=== Section Start ===

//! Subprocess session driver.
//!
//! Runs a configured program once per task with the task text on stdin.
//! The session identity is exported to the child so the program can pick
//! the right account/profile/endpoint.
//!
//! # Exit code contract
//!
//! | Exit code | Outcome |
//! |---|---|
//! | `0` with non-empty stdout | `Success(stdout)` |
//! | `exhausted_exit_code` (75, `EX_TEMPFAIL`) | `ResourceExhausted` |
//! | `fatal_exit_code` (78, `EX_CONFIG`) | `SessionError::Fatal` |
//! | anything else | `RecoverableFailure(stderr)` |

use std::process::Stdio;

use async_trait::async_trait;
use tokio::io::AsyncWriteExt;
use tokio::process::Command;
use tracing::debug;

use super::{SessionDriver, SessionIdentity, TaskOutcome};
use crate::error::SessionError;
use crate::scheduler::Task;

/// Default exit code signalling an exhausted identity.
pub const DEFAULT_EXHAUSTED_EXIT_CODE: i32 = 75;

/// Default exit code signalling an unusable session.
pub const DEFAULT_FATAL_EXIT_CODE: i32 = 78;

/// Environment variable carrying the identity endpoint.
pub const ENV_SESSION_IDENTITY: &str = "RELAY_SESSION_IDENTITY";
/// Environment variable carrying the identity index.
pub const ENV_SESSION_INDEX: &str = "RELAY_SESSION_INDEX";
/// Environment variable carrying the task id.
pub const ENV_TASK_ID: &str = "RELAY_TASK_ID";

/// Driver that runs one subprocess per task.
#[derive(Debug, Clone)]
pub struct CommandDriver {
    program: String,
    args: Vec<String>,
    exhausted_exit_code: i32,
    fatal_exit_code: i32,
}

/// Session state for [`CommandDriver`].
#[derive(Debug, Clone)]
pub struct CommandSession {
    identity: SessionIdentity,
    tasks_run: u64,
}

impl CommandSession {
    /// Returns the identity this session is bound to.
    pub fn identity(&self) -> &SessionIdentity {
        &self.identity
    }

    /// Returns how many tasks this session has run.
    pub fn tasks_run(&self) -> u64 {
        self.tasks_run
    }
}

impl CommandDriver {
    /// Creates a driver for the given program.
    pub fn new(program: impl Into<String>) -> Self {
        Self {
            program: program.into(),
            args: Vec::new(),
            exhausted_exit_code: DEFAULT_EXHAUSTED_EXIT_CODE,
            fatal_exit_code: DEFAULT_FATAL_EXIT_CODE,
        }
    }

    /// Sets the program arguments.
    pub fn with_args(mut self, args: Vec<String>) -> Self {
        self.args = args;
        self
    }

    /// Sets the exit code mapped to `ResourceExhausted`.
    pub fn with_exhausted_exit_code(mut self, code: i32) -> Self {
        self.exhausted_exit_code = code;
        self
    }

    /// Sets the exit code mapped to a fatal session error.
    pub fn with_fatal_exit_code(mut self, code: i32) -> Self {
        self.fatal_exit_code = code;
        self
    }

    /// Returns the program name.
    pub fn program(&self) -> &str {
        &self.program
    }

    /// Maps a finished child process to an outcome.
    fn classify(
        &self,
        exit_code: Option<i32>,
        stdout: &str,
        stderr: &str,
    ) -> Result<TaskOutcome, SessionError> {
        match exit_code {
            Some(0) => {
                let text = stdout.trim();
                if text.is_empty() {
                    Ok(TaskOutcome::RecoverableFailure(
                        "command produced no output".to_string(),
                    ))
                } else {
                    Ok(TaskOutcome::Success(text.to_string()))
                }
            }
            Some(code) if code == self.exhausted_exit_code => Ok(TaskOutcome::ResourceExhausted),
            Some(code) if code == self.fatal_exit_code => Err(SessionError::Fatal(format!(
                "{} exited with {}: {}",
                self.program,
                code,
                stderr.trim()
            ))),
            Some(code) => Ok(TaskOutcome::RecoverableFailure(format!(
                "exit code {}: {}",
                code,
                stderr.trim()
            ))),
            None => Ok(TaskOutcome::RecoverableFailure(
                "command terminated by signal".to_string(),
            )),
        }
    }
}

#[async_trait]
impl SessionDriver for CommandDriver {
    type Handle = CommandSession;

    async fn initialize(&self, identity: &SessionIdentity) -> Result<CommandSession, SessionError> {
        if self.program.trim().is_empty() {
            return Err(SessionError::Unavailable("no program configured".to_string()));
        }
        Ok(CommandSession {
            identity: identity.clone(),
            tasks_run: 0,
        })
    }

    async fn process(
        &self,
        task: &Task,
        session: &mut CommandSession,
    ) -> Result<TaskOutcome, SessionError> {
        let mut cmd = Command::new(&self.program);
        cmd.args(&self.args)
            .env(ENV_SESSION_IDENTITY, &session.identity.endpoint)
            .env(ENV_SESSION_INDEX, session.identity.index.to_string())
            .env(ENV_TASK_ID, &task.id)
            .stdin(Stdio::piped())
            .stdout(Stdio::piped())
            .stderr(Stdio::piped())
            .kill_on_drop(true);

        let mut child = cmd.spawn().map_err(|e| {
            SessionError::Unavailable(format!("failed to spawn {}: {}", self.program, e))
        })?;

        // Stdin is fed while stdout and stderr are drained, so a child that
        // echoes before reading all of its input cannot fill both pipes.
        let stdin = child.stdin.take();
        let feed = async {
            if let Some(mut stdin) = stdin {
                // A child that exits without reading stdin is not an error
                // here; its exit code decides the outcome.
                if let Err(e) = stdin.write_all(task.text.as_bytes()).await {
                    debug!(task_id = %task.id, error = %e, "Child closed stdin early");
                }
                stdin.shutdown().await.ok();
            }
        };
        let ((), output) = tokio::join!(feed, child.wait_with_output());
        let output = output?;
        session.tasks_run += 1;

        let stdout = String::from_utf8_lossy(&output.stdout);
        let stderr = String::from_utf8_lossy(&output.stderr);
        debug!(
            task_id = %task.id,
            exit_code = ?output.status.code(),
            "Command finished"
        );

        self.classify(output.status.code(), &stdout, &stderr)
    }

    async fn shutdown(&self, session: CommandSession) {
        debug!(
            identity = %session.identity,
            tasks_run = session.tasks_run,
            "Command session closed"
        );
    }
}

=== Section End ===

§ INSTRUCTIONS TO FOLLOW
All of the material above should be set down again, unaltered.

§ OUTPUT OF THE TASK
//! Subprocess session driver.
//!
//! Runs a configured program once per task with the task text on stdin.
//! The session identity is exported to the child so the program can pick
//! the right account/profile/endpoint.
//!
//! # Exit code contract
//!
//! | Exit code | Outcome |
//! |---|---|
//! | `0` with non-empty stdout | `Success(stdout)` |
//! | `exhausted_exit_code` (75, `EX_TEMPFAIL`) | `ResourceExhausted` |
//! | `fatal_exit_code` (78, `EX_CONFIG`) | `SessionError::Fatal` |
//! | anything else | `RecoverableFailure(stderr)` |

use std::process::Stdio;

use async_trait::async_trait;
use tokio::io::AsyncWriteExt;
use tokio::process::Command;
use tracing::debug;

use super::{SessionDriver, SessionIdentity, TaskOutcome};
use crate::error::SessionError;
use crate::scheduler::Task;

/// Default exit code signalling an exhausted identity.
pub const DEFAULT_EXHAUSTED_EXIT_CODE: i32 = 75;

/// Default exit code signalling an unusable session.
pub const DEFAULT_FATAL_EXIT_CODE: i32 = 78;

/// Environment variable carrying the identity endpoint.
pub const ENV_SESSION_IDENTITY: &str = "RELAY_SESSION_IDENTITY";
/// Environment variable carrying the identity index.
pub const ENV_SESSION_INDEX: &str = "RELAY_SESSION_INDEX";
/// Environment variable carrying the task id.
pub const ENV_TASK_ID: &str = "RELAY_TASK_ID";

/// Driver that runs one subprocess per task.
#[derive(Debug, Clone)]
pub struct CommandDriver {
    program: String,
    args: Vec<String>,
    exhausted_exit_code: i32,
    fatal_exit_code: i32,
}

/// Session state for [`CommandDriver`].
#[derive(Debug, Clone)]
pub struct CommandSession {
    identity: SessionIdentity,
    tasks_run: u64,
}

impl CommandSession {
    /// Returns the identity this session is bound to.
    pub fn identity(&self) -> &SessionIdentity {
        &self.identity
    }

    /// Returns how many tasks this session has run.
    pub fn tasks_run(&self) -> u64 {
        self.tasks_run
    }
}

impl CommandDriver {
    /// Creates a driver for the given program.
    pub fn new(program: impl Into<String>) -> Self {
        Self {
            program: program.into(),
            args: Vec::new(),
            exhausted_exit_code: DEFAULT_EXHAUSTED_EXIT_CODE,
            fatal_exit_code: DEFAULT_FATAL_EXIT_CODE,
        }
    }

    /// Sets the program arguments.
    pub fn with_args(mut self, args: Vec<String>) -> Self {
        self.args = args;
        self
    }

    /// Sets the exit code mapped to `ResourceExhausted`.
    pub fn with_exhausted_exit_code(mut self, code: i32) -> Self {
        self.exhausted_exit_code = code;
        self
    }

    /// Sets the exit code mapped to a fatal session error.
    pub fn with_fatal_exit_code(mut self, code: i32) -> Self {
        self.fatal_exit_code = code;
        self
    }

    /// Returns the program name.
    pub fn program(&self) -> &str {
        &self.program
    }

    /// Maps a finished child process to an outcome.
    fn classify(
        &self,
        exit_code: Option<i32>,
        stdout: &str,
        stderr: &str,
    ) -> Result<TaskOutcome, SessionError> {
        match exit_code {
            Some(0) => {
                let text = stdout.trim();
                if text.is_empty() {
                    Ok(TaskOutcome::RecoverableFailure(
                        "command produced no output".to_string(),
                    ))
                } else {
                    Ok(TaskOutcome::Success(text.to_string()))
                }
            }
            Some(code) if code == self.exhausted_exit_code => Ok(TaskOutcome::ResourceExhausted),
            Some(code) if code == self.fatal_exit_code => Err(SessionError::Fatal(format!(
                "{} exited with {}: {}",
                self.program,
                code,
                stderr.trim()
            ))),
            Some(code) => Ok(TaskOutcome::RecoverableFailure(format!(
                "exit code {}: {}",
                code,
                stderr.trim()
            ))),
            None => Ok(TaskOutcome::RecoverableFailure(
                "command terminated by signal".to_string(),
            )),
        }
    }
}

#[async_trait]
impl SessionDriver for CommandDriver {
    type Handle = CommandSession;

    async fn initialize(&self, identity: &SessionIdentity) -> Result<CommandSession, SessionError> {
        if self.program.trim().is_empty() {
            return Err(SessionError::Unavailable("no program configured".to_string()));
        }
        Ok(CommandSession {
            identity: identity.clone(),
            tasks_run: 0,
        })
    }

    async fn process(
        &self,
        task: &Task,
        session: &mut CommandSession,
    ) -> Result<TaskOutcome, SessionError> {
        let mut cmd = Command::new(&self.program);
        cmd.args(&self.args)
            .env(ENV_SESSION_IDENTITY, &session.identity.endpoint)
            .env(ENV_SESSION_INDEX, session.identity.index.to_string())
            .env(ENV_TASK_ID, &task.id)
            .stdin(Stdio::piped())
            .stdout(Stdio::piped())
            .stderr(Stdio::piped())
            .kill_on_drop(true);

        let mut child = cmd.spawn().map_err(|e| {
            SessionError::Unavailable(format!("failed to spawn {}: {}", self.program, e))
        })?;

        // Stdin is fed while stdout and stderr are drained, so a child that
        // echoes before reading all of its input cannot fill both pipes.
        let stdin = child.stdin.take();
        let feed = async {
            if let Some(mut stdin) = stdin {
                // A child that exits without reading stdin is not an error
                // here; its exit code decides the outcome.
                if let Err(e) = stdin.write_all(task.text.as_bytes()).await {
                    debug!(task_id = %task.id, error = %e, "Child closed stdin early");
                }
                stdin.shutdown().await.ok();
            }
        };
        let ((), output) = tokio::join!(feed, child.wait_with_output());
        let output = output?;
        session.tasks_run += 1;

        let stdout = String::from_utf8_lossy(&output.stdout);
        let stderr = String::from_utf8_lossy(&output.stderr);
        debug!(
            task_id = %task.id,
            exit_code = ?output.status.code(),
            "Command finished"
        );

        self.classify(output.status.code(), &stdout, &stderr)
    }

    async fn shutdown(&self, session: CommandSession) {
        debug!(
            identity = %session.identity,
            tasks_run = session.tasks_run,
            "Command session closed"
        );
    }
}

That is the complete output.